Capone has not yet been released. I don’t know what a review is going to be but regardless of how it is received it seems to me to be the biggest success of my life. I love the movie and this is the movie I always dreamed of making.
Capone was shot before The Irishman was released, but there is a strong thematic connection between the films. Both films are about thugs who don’t die in a gunfight, but who in some cases go beyond their natural expiration points. Do you agree
After finishing editing my ‘Capone’ cut I saw ‘The Irishman’ and it was really interesting to watch. That recourse of the film, the reflective aspect – the guilt and how it is handled in the movie is like ‘Capone’ in ‘Capone’ I am working with a character who has done a lot of naughty things with people and escaped by killing many times. His ability to do so is because he can suppress the normal feelings of guilt that someone else may feel. When you reach the end of your life and you are out there making money, having fun and doing the things you do
Why did you cast Tom Hardy?
Tom is one of my favorite actors. This level of his power is very unique. He has a ton of humanity and humility. What he does on screen is extremely brave, because he is not afraid to do something that many other actors may think they look stupid or weird. She embraces these things.

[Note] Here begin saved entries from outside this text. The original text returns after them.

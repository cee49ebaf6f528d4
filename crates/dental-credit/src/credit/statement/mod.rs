//! Card-statement CSV import.
//!
//! Banks export card activity as CSV with a `Date, Merchant, Category,
//! Amount, Card, Type, Description` header. The importer reads such an
//! export into [`CardTransaction`]s, normalizing the free-form category and
//! type columns through alias tables and skipping rows whose date or amount
//! does not parse.

mod normalizer;
mod parser;

use std::io::Read;
use std::path::Path;

use super::cards::CardTransaction;

#[derive(Debug)]
pub enum StatementImportError {
    Io(std::io::Error),
    Csv(csv::Error),
}

impl std::fmt::Display for StatementImportError {
    fn fmt(&self, f: &mut std::fmt::Formatter<'_>) -> std::fmt::Result {
        match self {
            StatementImportError::Io(err) => write!(f, "failed to read card statement: {}", err),
            StatementImportError::Csv(err) => write!(f, "invalid statement CSV data: {}", err),
        }
    }
}

impl std::error::Error for StatementImportError {
    fn source(&self) -> Option<&(dyn std::error::Error + 'static)> {
        match self {
            StatementImportError::Io(err) => Some(err),
            StatementImportError::Csv(err) => Some(err),
        }
    }
}

impl From<std::io::Error> for StatementImportError {
    fn from(err: std::io::Error) -> Self {
        Self::Io(err)
    }
}

impl From<csv::Error> for StatementImportError {
    fn from(err: csv::Error) -> Self {
        Self::Csv(err)
    }
}

pub struct StatementImporter;

impl StatementImporter {
    pub fn from_path<P: AsRef<Path>>(
        path: P,
    ) -> Result<Vec<CardTransaction>, StatementImportError> {
        let file = std::fs::File::open(path)?;
        Self::from_reader(file)
    }

    pub fn from_reader<R: Read>(reader: R) -> Result<Vec<CardTransaction>, StatementImportError> {
        let mut transactions = Vec::new();

        for record in parser::parse_records(reader)? {
            if let (Some(transaction_date), Some(amount)) = (record.posted_on, record.amount) {
                let card_last_four = record.card_last_four;
                transactions.push(CardTransaction {
                    id: format!("stmt-{}", transactions.len() + 1),
                    transaction_date,
                    merchant_name: record.merchant,
                    category: normalizer::category_for(&record.category),
                    amount,
                    card_name: normalizer::card_name_for(&card_last_four).to_string(),
                    card_last_four,
                    kind: normalizer::kind_for(&record.kind),
                    description: record.description,
                });
            }
        }

        Ok(transactions)
    }
}

#[cfg(test)]
mod tests {
    use super::super::cards::{SpendCategory, TransactionKind};
    use super::*;
    use chrono::NaiveDate;
    use std::io::Cursor;

    const HEADER: &str = "Date,Merchant,Category,Amount,Card,Type,Description\n";

    #[test]
    fn parse_date_supports_rfc3339_plain_and_us_forms() {
        let expected = NaiveDate::from_ymd_opt(2024, 12, 14).unwrap();
        assert_eq!(
            parser::parse_date_for_tests("2024-12-14T10:00:00Z"),
            Some(expected)
        );
        assert_eq!(parser::parse_date_for_tests("2024-12-14"), Some(expected));
        assert_eq!(parser::parse_date_for_tests("12/14/2024"), Some(expected));
        assert_eq!(parser::parse_date_for_tests("  "), None);
        assert_eq!(parser::parse_date_for_tests("not-a-date"), None);
    }

    #[test]
    fn parse_amount_strips_currency_punctuation() {
        assert_eq!(parser::parse_amount_for_tests("127.45"), Some(127.45));
        assert_eq!(parser::parse_amount_for_tests("$1,234.56"), Some(1234.56));
        assert_eq!(parser::parse_amount_for_tests(""), None);
        assert_eq!(parser::parse_amount_for_tests("twelve"), None);
    }

    #[test]
    fn importer_builds_transactions_with_normalized_fields() {
        let csv = format!(
            "{HEADER}2024-12-14,Whole Foods Market,Grocery Stores,127.45,4521,Charge,Weekly groceries\n\
             2024-12-13,Shell,Fuel,$52.30,7892,Purchase,\n"
        );
        let transactions =
            StatementImporter::from_reader(Cursor::new(csv)).expect("import succeeds");

        assert_eq!(transactions.len(), 2);

        let first = &transactions[0];
        assert_eq!(first.id, "stmt-1");
        assert_eq!(first.merchant_name, "Whole Foods Market");
        assert_eq!(first.category, SpendCategory::Groceries);
        assert_eq!(first.kind, TransactionKind::Purchase);
        assert_eq!(first.card_name, "Chase Sapphire Preferred");
        assert_eq!(first.card_last_four, "4521");
        assert_eq!(first.description.as_deref(), Some("Weekly groceries"));

        let second = &transactions[1];
        assert_eq!(second.category, SpendCategory::Gas);
        assert_eq!(second.amount, 52.30);
        assert_eq!(second.card_name, "Capital One Venture");
        assert!(second.description.is_none());
    }

    #[test]
    fn importer_skips_rows_missing_date_or_amount() {
        let csv = format!(
            "{HEADER}bad-date,Target,Shopping,156.78,9876,Purchase,\n\
             2024-12-07,Target,Shopping,n/a,9876,Purchase,\n\
             2024-12-07,Target,Shopping,156.78,9876,Purchase,\n"
        );
        let transactions =
            StatementImporter::from_reader(Cursor::new(csv)).expect("import succeeds");

        assert_eq!(transactions.len(), 1);
        assert_eq!(transactions[0].merchant_name, "Target");
        assert_eq!(transactions[0].id, "stmt-1");
    }

    #[test]
    fn importer_defaults_unknown_category_kind_and_card() {
        let csv = format!("{HEADER}2024-12-01,Mystery Shop,Gadgets,10.00,0000,Refund,\n");
        let transactions =
            StatementImporter::from_reader(Cursor::new(csv)).expect("import succeeds");

        let row = &transactions[0];
        assert_eq!(row.category, SpendCategory::Other);
        assert_eq!(row.kind, TransactionKind::Purchase);
        assert_eq!(row.card_name, "Unknown Card");
    }

    #[test]
    fn importer_tolerates_blank_category_and_type_columns() {
        let csv = format!("{HEADER}2024-12-05,Olive Garden,,67.85,7892,,Dinner\n");
        let transactions =
            StatementImporter::from_reader(Cursor::new(csv)).expect("import succeeds");

        let row = &transactions[0];
        assert_eq!(row.category, SpendCategory::Other);
        assert_eq!(row.kind, TransactionKind::Purchase);
        assert_eq!(row.description.as_deref(), Some("Dinner"));
    }

    #[test]
    fn normalizer_recognizes_alias_spellings() {
        assert_eq!(
            normalizer::category_for("  Restaurants "),
            SpendCategory::Dining
        );
        assert_eq!(
            normalizer::category_for("FOOD & DRINK"),
            SpendCategory::Dining
        );
        assert_eq!(
            normalizer::kind_for("Interest Charged"),
            TransactionKind::Interest
        );
        assert_eq!(normalizer::kind_for("Late Fee"), TransactionKind::Fee);
        assert_eq!(
            normalizer::normalize_token("\u{feff}Gas  Stations"),
            "gas stations"
        );
    }

    #[test]
    fn importer_from_path_propagates_io_errors() {
        let error = StatementImporter::from_path("./does-not-exist.csv")
            .expect_err("expected io error");

        match error {
            StatementImportError::Io(_) => {}
            other => panic!("expected io error, got {other:?}"),
        }
    }
}
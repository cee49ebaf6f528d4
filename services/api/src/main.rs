use dental_credit_api::run;

#[tokio::main]
async fn main() {
    if let Err(err) = run().await {
        eprintln!("application error: {err}");
        std::process::exit(1);
    }
}
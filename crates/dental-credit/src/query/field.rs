use chrono::NaiveDate;
use std::cmp::Ordering;

/// A field value read out of a record for searching, filtering, or sorting.
///
/// The kind fixes the comparison semantics: text and categories order
/// lexicographically (case-insensitive for text), numbers numerically, and
/// dates chronologically.
#[derive(Debug, Clone, PartialEq)]
pub enum FieldValue {
    Text(String),
    Number(f64),
    Date(NaiveDate),
    Category(String),
}

impl FieldValue {
    pub fn text(value: impl Into<String>) -> Self {
        Self::Text(value.into())
    }

    pub fn number(value: impl Into<f64>) -> Self {
        Self::Number(value.into())
    }

    pub fn category(value: impl Into<String>) -> Self {
        Self::Category(value.into())
    }

    /// Case-insensitive substring test backing the search predicate. Only
    /// string-like values participate; numbers and dates never match.
    pub(crate) fn contains(&self, needle_lower: &str) -> bool {
        match self {
            Self::Text(value) | Self::Category(value) => {
                value.to_lowercase().contains(needle_lower)
            }
            Self::Number(_) | Self::Date(_) => false,
        }
    }

    /// Exact equality against a filter value. Filters are case sensitive.
    pub(crate) fn accepts(&self, filter_value: &str) -> bool {
        match self {
            Self::Text(value) | Self::Category(value) => value == filter_value,
            Self::Number(_) | Self::Date(_) => false,
        }
    }

    pub(crate) fn compare(&self, other: &Self) -> Ordering {
        match (self, other) {
            (Self::Text(a), Self::Text(b)) => a.to_lowercase().cmp(&b.to_lowercase()),
            (Self::Category(a), Self::Category(b)) => a.cmp(b),
            (Self::Number(a), Self::Number(b)) => a.total_cmp(b),
            (Self::Date(a), Self::Date(b)) => a.cmp(b),
            // A schema reads each field with one kind, so mixed pairs only
            // appear through caller error; treat them as ties.
            _ => Ordering::Equal,
        }
    }
}

/// Declares one queryable field: a name, an accessor, and the query roles
/// the field may play. Roles are opt-in so a schema can expose a field for
/// sorting without also making it searchable.
pub struct FieldSpec<R> {
    name: &'static str,
    read: fn(&R) -> FieldValue,
    searchable: bool,
    filterable: bool,
    sortable: bool,
}

impl<R> FieldSpec<R> {
    pub fn new(name: &'static str, read: fn(&R) -> FieldValue) -> Self {
        Self {
            name,
            read,
            searchable: false,
            filterable: false,
            sortable: false,
        }
    }

    pub fn searchable(mut self) -> Self {
        self.searchable = true;
        self
    }

    pub fn filterable(mut self) -> Self {
        self.filterable = true;
        self
    }

    pub fn sortable(mut self) -> Self {
        self.sortable = true;
        self
    }

    pub fn name(&self) -> &'static str {
        self.name
    }

    pub fn value(&self, record: &R) -> FieldValue {
        (self.read)(record)
    }

    pub fn is_searchable(&self) -> bool {
        self.searchable
    }

    pub fn is_filterable(&self) -> bool {
        self.filterable
    }

    pub fn is_sortable(&self) -> bool {
        self.sortable
    }
}

/// Ordered field table for one record type.
pub struct Schema<R> {
    fields: Vec<FieldSpec<R>>,
}

impl<R> Schema<R> {
    pub fn new(fields: Vec<FieldSpec<R>>) -> Self {
        Self { fields }
    }

    pub fn field(&self, name: &str) -> Option<&FieldSpec<R>> {
        self.fields.iter().find(|field| field.name == name)
    }

    pub(crate) fn searchable_fields(&self) -> impl Iterator<Item = &FieldSpec<R>> {
        self.fields.iter().filter(|field| field.searchable)
    }
}
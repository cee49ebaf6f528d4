use serde::{Deserialize, Serialize};

#[derive(Debug, Clone, Copy, PartialEq, Eq, Serialize, Deserialize)]
#[serde(rename_all = "snake_case")]
pub enum Urgency {
    Emergency,
    Urgent,
    Elective,
}

impl Urgency {
    pub const fn ordered() -> [Self; 3] {
        [Self::Emergency, Self::Urgent, Self::Elective]
    }

    pub const fn label(self) -> &'static str {
        match self {
            Self::Emergency => "Emergency",
            Self::Urgent => "Urgent",
            Self::Elective => "Elective",
        }
    }
}

/// A financing product offered by a partner lender.
#[derive(Debug, Clone, PartialEq, Eq, Serialize, Deserialize)]
pub struct LoanOffer {
    pub id: String,
    pub lender: String,
    pub min_credit_score: u16,
    pub max_loan_amount: u32,
    pub interest_rate_range: String,
    pub terms: Vec<String>,
    pub special_features: Vec<String>,
    pub processing_time: String,
}

#[derive(Debug, Clone, PartialEq, Eq, Serialize, Deserialize)]
pub struct DentalProcedure {
    pub id: String,
    pub name: String,
    pub avg_cost: u32,
    pub urgency: Urgency,
}

/// Offers the person can finance the procedure with: the score clears the
/// lender's floor and the average cost fits under the lending cap. Offer
/// order is preserved.
pub fn qualified_offers(
    offers: &[LoanOffer],
    credit_score: u16,
    procedure: &DentalProcedure,
) -> Vec<LoanOffer> {
    offers
        .iter()
        .filter(|offer| {
            credit_score >= offer.min_credit_score && procedure.avg_cost <= offer.max_loan_amount
        })
        .cloned()
        .collect()
}

/// Financing panel for one person/procedure pair.
#[derive(Debug, Clone, Serialize)]
pub struct QualificationView {
    pub procedure: DentalProcedure,
    pub credit_score: u16,
    pub qualified: Vec<LoanOffer>,
    pub declined: usize,
}

pub fn qualification(
    offers: &[LoanOffer],
    credit_score: u16,
    procedure: &DentalProcedure,
) -> QualificationView {
    let qualified = qualified_offers(offers, credit_score, procedure);
    QualificationView {
        procedure: procedure.clone(),
        credit_score,
        declined: offers.len() - qualified.len(),
        qualified,
    }
}

#[cfg(test)]
mod tests {
    use super::*;

    fn offer(id: &str, lender: &str, min_score: u16, max_amount: u32) -> LoanOffer {
        LoanOffer {
            id: id.to_string(),
            lender: lender.to_string(),
            min_credit_score: min_score,
            max_loan_amount: max_amount,
            interest_rate_range: "5.99% - 31.99%".to_string(),
            terms: vec!["24 months".to_string()],
            special_features: Vec::new(),
            processing_time: "Same day".to_string(),
        }
    }

    fn implant() -> DentalProcedure {
        DentalProcedure {
            id: "4".to_string(),
            name: "Dental Implant".to_string(),
            avg_cost: 3500,
            urgency: Urgency::Elective,
        }
    }

    #[test]
    fn both_bounds_must_clear() {
        let offers = vec![
            offer("1", "CareCredit", 580, 25_000),
            offer("2", "Picky Lender", 700, 25_000),
            offer("3", "Small Cap", 550, 3_000),
        ];

        let qualified = qualified_offers(&offers, 650, &implant());
        let lenders: Vec<&str> = qualified.iter().map(|o| o.lender.as_str()).collect();
        assert_eq!(lenders, vec!["CareCredit"]);
    }

    #[test]
    fn boundary_scores_and_costs_qualify() {
        let offers = vec![offer("1", "Exact Fit", 650, 3_500)];
        assert_eq!(qualified_offers(&offers, 650, &implant()).len(), 1);
        assert_eq!(qualified_offers(&offers, 649, &implant()).len(), 0);
    }

    #[test]
    fn empty_offer_list_yields_empty_result() {
        let view = qualification(&[], 800, &implant());
        assert!(view.qualified.is_empty());
        assert_eq!(view.declined, 0);
    }
}
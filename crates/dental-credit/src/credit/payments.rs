use chrono::NaiveDate;
use serde::{Deserialize, Serialize};

use crate::query::{
    filter_and_sort, percent_of, summarize, AggregationSpec, FieldSpec, FieldValue,
    QueryDescriptor, QueryError, Schema, SortDirection,
};

#[derive(Debug, Clone, Copy, PartialEq, Eq, Hash, Serialize, Deserialize)]
#[serde(rename_all = "snake_case")]
pub enum AccountKind {
    CreditCard,
    Mortgage,
    AutoLoan,
    StudentLoan,
    PersonalLoan,
}

impl AccountKind {
    pub const fn ordered() -> [Self; 5] {
        [
            Self::CreditCard,
            Self::Mortgage,
            Self::AutoLoan,
            Self::StudentLoan,
            Self::PersonalLoan,
        ]
    }

    pub const fn label(self) -> &'static str {
        match self {
            Self::CreditCard => "Credit Card",
            Self::Mortgage => "Mortgage",
            Self::AutoLoan => "Auto Loan",
            Self::StudentLoan => "Student Loan",
            Self::PersonalLoan => "Personal Loan",
        }
    }

    pub const fn key(self) -> &'static str {
        match self {
            Self::CreditCard => "credit_card",
            Self::Mortgage => "mortgage",
            Self::AutoLoan => "auto_loan",
            Self::StudentLoan => "student_loan",
            Self::PersonalLoan => "personal_loan",
        }
    }
}

#[derive(Debug, Clone, Copy, PartialEq, Eq, Hash, Serialize, Deserialize)]
#[serde(rename_all = "snake_case")]
pub enum PaymentStatus {
    OnTime,
    Late,
    Missed,
}

impl PaymentStatus {
    pub const fn ordered() -> [Self; 3] {
        [Self::OnTime, Self::Late, Self::Missed]
    }

    pub const fn label(self) -> &'static str {
        match self {
            Self::OnTime => "On Time",
            Self::Late => "Late",
            Self::Missed => "Missed",
        }
    }

    pub const fn key(self) -> &'static str {
        match self {
            Self::OnTime => "on_time",
            Self::Late => "late",
            Self::Missed => "missed",
        }
    }
}

/// One reported payment against a credit account.
#[derive(Debug, Clone, PartialEq, Serialize, Deserialize)]
pub struct PaymentRecord {
    pub id: String,
    pub payment_date: NaiveDate,
    pub creditor_name: String,
    pub account_kind: AccountKind,
    pub payment_amount: f64,
    pub minimum_due: f64,
    pub account_balance: f64,
    pub status: PaymentStatus,
    #[serde(skip_serializing_if = "Option::is_none")]
    pub days_late: Option<u16>,
    /// Masked, e.g. `****4521`.
    pub account_number: String,
}

impl PaymentRecord {
    /// A payment that cleared but did not cover the minimum due. Missed
    /// payments (amount zero) are tracked separately.
    pub fn below_minimum(&self) -> bool {
        self.payment_amount > 0.0 && self.payment_amount < self.minimum_due
    }
}

/// Field table for payment records: creditor and account number feed the
/// search box, the two selectors filter, the table orders by date.
pub fn schema() -> Schema<PaymentRecord> {
    Schema::new(vec![
        FieldSpec::new("creditor_name", |payment: &PaymentRecord| {
            FieldValue::text(payment.creditor_name.clone())
        })
        .searchable(),
        FieldSpec::new("account_number", |payment: &PaymentRecord| {
            FieldValue::text(payment.account_number.clone())
        })
        .searchable(),
        FieldSpec::new("status", |payment: &PaymentRecord| {
            FieldValue::category(payment.status.key())
        })
        .filterable(),
        FieldSpec::new("account_kind", |payment: &PaymentRecord| {
            FieldValue::category(payment.account_kind.key())
        })
        .filterable(),
        FieldSpec::new("payment_date", |payment: &PaymentRecord| {
            FieldValue::Date(payment.payment_date)
        })
        .sortable(),
    ])
}

/// Query payload for the payment history table. Defaults to everything,
/// newest first.
#[derive(Debug, Clone, Default, Deserialize)]
pub struct PaymentsQuery {
    #[serde(default)]
    pub search: String,
    #[serde(default)]
    pub status: Option<PaymentStatus>,
    #[serde(default)]
    pub account_kind: Option<AccountKind>,
    #[serde(default)]
    pub direction: Option<SortDirection>,
}

impl PaymentsQuery {
    pub fn descriptor(&self) -> QueryDescriptor {
        let direction = self.direction.unwrap_or(SortDirection::Descending);
        let mut descriptor =
            QueryDescriptor::sorted_by("payment_date", direction).with_search(self.search.clone());
        if let Some(status) = self.status {
            descriptor = descriptor.with_filter("status", status.key());
        }
        if let Some(kind) = self.account_kind {
            descriptor = descriptor.with_filter("account_kind", kind.key());
        }
        descriptor
    }
}

/// Header stats above the payment table, computed over the matching set.
#[derive(Debug, Clone, PartialEq, Serialize)]
pub struct PaymentOverview {
    pub total_payments: usize,
    pub on_time_rate: u8,
    pub total_paid: f64,
    pub late_or_missed: usize,
    pub below_minimum: usize,
}

#[derive(Debug, Clone, Serialize)]
pub struct PaymentRow {
    pub id: String,
    pub payment_date: NaiveDate,
    pub creditor_name: String,
    pub account_kind: AccountKind,
    pub account_label: &'static str,
    pub account_number: String,
    pub payment_amount: f64,
    pub minimum_due: f64,
    pub account_balance: f64,
    pub status: PaymentStatus,
    pub status_label: &'static str,
    #[serde(skip_serializing_if = "Option::is_none")]
    pub days_late: Option<u16>,
    pub below_minimum: bool,
}

impl PaymentRow {
    fn for_record(payment: &PaymentRecord) -> Self {
        Self {
            id: payment.id.clone(),
            payment_date: payment.payment_date,
            creditor_name: payment.creditor_name.clone(),
            account_kind: payment.account_kind,
            account_label: payment.account_kind.label(),
            account_number: payment.account_number.clone(),
            payment_amount: payment.payment_amount,
            minimum_due: payment.minimum_due,
            account_balance: payment.account_balance,
            status: payment.status,
            status_label: payment.status.label(),
            days_late: payment.days_late,
            below_minimum: payment.below_minimum(),
        }
    }
}

#[derive(Debug, Clone, Serialize)]
pub struct PaymentHistoryView {
    pub overview: PaymentOverview,
    pub payments: Vec<PaymentRow>,
}

/// Builds the payment history table and its header stats.
pub fn review(
    payments: &[PaymentRecord],
    query: &PaymentsQuery,
) -> Result<PaymentHistoryView, QueryError> {
    let view = filter_and_sort(payments, &query.descriptor(), &schema())?;

    let summary = summarize(
        &view,
        &AggregationSpec {
            sum: Some(amount_of),
            ..AggregationSpec::default()
        },
    );
    let on_time_rate = percent_of(&view, |payment| payment.status == PaymentStatus::OnTime);
    let late_or_missed = view
        .iter()
        .filter(|payment| payment.status != PaymentStatus::OnTime)
        .count();
    let below_minimum = view.iter().filter(|payment| payment.below_minimum()).count();

    Ok(PaymentHistoryView {
        overview: PaymentOverview {
            total_payments: summary.count,
            on_time_rate,
            total_paid: summary.sum,
            late_or_missed,
            below_minimum,
        },
        payments: view.iter().map(PaymentRow::for_record).collect(),
    })
}

fn amount_of(payment: &PaymentRecord) -> f64 {
    payment.payment_amount
}
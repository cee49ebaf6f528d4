use dental_credit::credit::ScoreTier;
use dental_credit::query::{
    filter_and_sort, percent_of, summarize, AggregationSpec, BreakdownSpec, BreakdownWeight,
    FieldSpec, FieldValue, QueryDescriptor, QueryError, Schema, SortDirection, TierTable,
};

#[derive(Debug, Clone, PartialEq)]
struct Profile {
    name: &'static str,
    score: f64,
    bucket: &'static str,
}

fn profile(name: &'static str, score: f64, bucket: &'static str) -> Profile {
    Profile { name, score, bucket }
}

fn profiles() -> Vec<Profile> {
    vec![
        profile("Avery", 750.0, "steady"),
        profile("Blair", 680.0, "steady"),
        profile("Casey", 820.0, "rising"),
        profile("Devon", 680.0, "rising"),
    ]
}

fn schema() -> Schema<Profile> {
    Schema::new(vec![
        FieldSpec::new("name", |p: &Profile| FieldValue::text(p.name)).searchable(),
        FieldSpec::new("score", |p: &Profile| FieldValue::number(p.score)).sortable(),
        FieldSpec::new("bucket", |p: &Profile| FieldValue::category(p.bucket)).filterable(),
    ])
}

#[test]
fn empty_search_matches_everything_in_input_order() {
    let records = profiles();
    let view = filter_and_sort(&records, &QueryDescriptor::default(), &schema())
        .expect("query succeeds");
    assert_eq!(view, records);

    let whitespace = QueryDescriptor::default().with_search("   ");
    let view = filter_and_sort(&records, &whitespace, &schema()).expect("query succeeds");
    assert_eq!(view, records);
}

#[test]
fn rerunning_a_descriptor_over_its_output_is_a_fixed_point() {
    let records = profiles();
    let descriptor = QueryDescriptor::sorted_by("score", SortDirection::Descending)
        .with_filter("bucket", "steady");

    let once = filter_and_sort(&records, &descriptor, &schema()).expect("first run");
    let twice = filter_and_sort(&once, &descriptor, &schema()).expect("second run");
    assert_eq!(once, twice);
}

#[test]
fn each_added_filter_can_only_shrink_the_view() {
    let records = profiles();

    let unfiltered = filter_and_sort(&records, &QueryDescriptor::default(), &schema())
        .expect("query succeeds");
    let one = QueryDescriptor::default().with_filter("bucket", "rising");
    let one_view = filter_and_sort(&records, &one, &schema()).expect("query succeeds");
    assert!(one_view.len() <= unfiltered.len());

    // An unknown filter key changes nothing rather than erroring.
    let stacked = one.with_filter("region", "west");
    let stacked_view = filter_and_sort(&records, &stacked, &schema()).expect("query succeeds");
    assert!(stacked_view.len() <= one_view.len());
    assert_eq!(stacked_view, one_view);
}

#[test]
fn sorting_is_stable_in_both_directions() {
    let records = profiles();

    let ascending = filter_and_sort(
        &records,
        &QueryDescriptor::sorted_by("score", SortDirection::Ascending),
        &schema(),
    )
    .expect("query succeeds");
    let names: Vec<&str> = ascending.iter().map(|p| p.name).collect();
    // Blair and Devon tie on 680 and keep their input order.
    assert_eq!(names, vec!["Blair", "Devon", "Avery", "Casey"]);

    let descending = filter_and_sort(
        &records,
        &QueryDescriptor::sorted_by("score", SortDirection::Descending),
        &schema(),
    )
    .expect("query succeeds");
    let names: Vec<&str> = descending.iter().map(|p| p.name).collect();
    assert_eq!(names, vec!["Casey", "Avery", "Blair", "Devon"]);
}

#[test]
fn sorting_scores_descending_orders_them_highest_first() {
    let records = vec![
        profile("A", 750.0, "steady"),
        profile("B", 680.0, "steady"),
        profile("C", 820.0, "steady"),
    ];
    let view = filter_and_sort(
        &records,
        &QueryDescriptor::sorted_by("score", SortDirection::Descending),
        &schema(),
    )
    .expect("query succeeds");

    let scores: Vec<f64> = view.iter().map(|p| p.score).collect();
    assert_eq!(scores, vec![820.0, 750.0, 680.0]);
}

#[test]
fn unknown_sort_keys_fail_fast() {
    let records = profiles();
    let descriptor = QueryDescriptor::sorted_by("shoe_size", SortDirection::Ascending);

    let error = filter_and_sort(&records, &descriptor, &schema()).expect_err("bad sort key");
    assert_eq!(error, QueryError::UnknownSortField("shoe_size".to_string()));
}

#[test]
fn empty_view_summary_is_all_zeroes_and_never_nan() {
    let empty: Vec<Profile> = Vec::new();
    let summary = summarize(
        &empty,
        &AggregationSpec {
            sum: Some(|p: &Profile| p.score),
            ..AggregationSpec::default()
        },
    );

    assert_eq!(summary.count, 0);
    assert_eq!(summary.sum, 0.0);
    assert_eq!(summary.average, 0.0);
    assert!(!summary.average.is_nan());
    assert!(summary.min.is_none());
    assert!(summary.max.is_none());

    assert_eq!(percent_of(&empty, |_| true), 0);
}

#[test]
fn on_time_rate_of_a_half_on_time_set_is_fifty() {
    let statuses = ["on_time", "late", "missed", "on_time"];
    assert_eq!(percent_of(&statuses, |status| *status == "on_time"), 50);
}

#[test]
fn breakdown_sums_per_category_and_picks_the_heaviest() {
    struct Spend {
        category: &'static str,
        amount: f64,
    }
    let spends = [
        Spend { category: "dining", amount: 10.0 },
        Spend { category: "gas", amount: 20.0 },
        Spend { category: "dining", amount: 5.0 },
    ];

    let summary = summarize(
        &spends,
        &AggregationSpec {
            breakdown: Some(BreakdownSpec {
                category: |s: &Spend| s.category.to_string(),
                weight: BreakdownWeight::Sum(|s: &Spend| s.amount),
            }),
            ..AggregationSpec::default()
        },
    );

    assert_eq!(summary.breakdown.len(), 2);
    assert_eq!(summary.breakdown[0].category, "dining");
    assert_eq!(summary.breakdown[0].weight, 15.0);
    assert_eq!(summary.breakdown[1].category, "gas");
    assert_eq!(summary.breakdown[1].weight, 20.0);
    assert_eq!(summary.top_category.as_deref(), Some("gas"));
}

#[test]
fn credit_score_tiers_flip_exactly_at_their_published_bounds() {
    let pairs = [
        (579, ScoreTier::Poor, 580, ScoreTier::Fair),
        (669, ScoreTier::Fair, 670, ScoreTier::Good),
        (739, ScoreTier::Good, 740, ScoreTier::VeryGood),
        (799, ScoreTier::VeryGood, 800, ScoreTier::Excellent),
    ];
    for (below, below_tier, at, at_tier) in pairs {
        assert_eq!(ScoreTier::for_score(below), below_tier);
        assert_eq!(ScoreTier::for_score(at), at_tier);
    }

    let table = ScoreTier::table();
    assert_eq!(table.classify(300.0), ScoreTier::Poor);
    assert_eq!(table.classify(850.0), ScoreTier::Excellent);
}

#[test]
fn tier_tables_are_total_and_monotonic_over_all_reals() {
    let table = TierTable::new(
        vec![(800.0, "excellent"), (670.0, "good"), (580.0, "fair")],
        "poor",
    );

    assert_eq!(table.classify(-1_000_000.0), "poor");
    assert_eq!(table.classify(579.999), "poor");
    assert_eq!(table.classify(580.0), "fair");
    assert_eq!(table.classify(800.0), "excellent");
    assert_eq!(table.classify(f64::MAX), "excellent");

    // Walking scores upward never moves to a lower tier.
    let rank = |tier: &str| match tier {
        "poor" => 0,
        "fair" => 1,
        "good" => 2,
        _ => 3,
    };
    let mut previous = rank(table.classify(-500.0));
    let mut score = -500.0;
    while score <= 1_000.0 {
        let current = rank(table.classify(score));
        assert!(current >= previous, "tier dropped at score {score}");
        previous = current;
        score += 7.0;
    }
}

Are you disappointed that ‘Capone’ will not be released on the whole stage as the movies are closed due to Carnavirus?
This is a film that I have kept for four and a half months of my life. We always intended it to be performed in a large theater. There is a level of frustration, but at the same time, in March when it becomes clear [coronavirus] There was a serious thing. When lockdowns began to be placed from town to town, something changed in my head.
There is a good chance that the world will look completely different once it is over. I’m lucky enough to have this movie released in detail so it’s great that people can see it. I’m happy with it and I’m happy for people to see something new. It’s a film that now has a different relevance because it’s about someone who is as isolated as everyone else who is isolated. To me, the whole point of going to the movies is to feel a little less lonely and a little crazy about the existing. Hopefully this movie can help people feel a little less lonely and a little less insane when they are stuck indoors.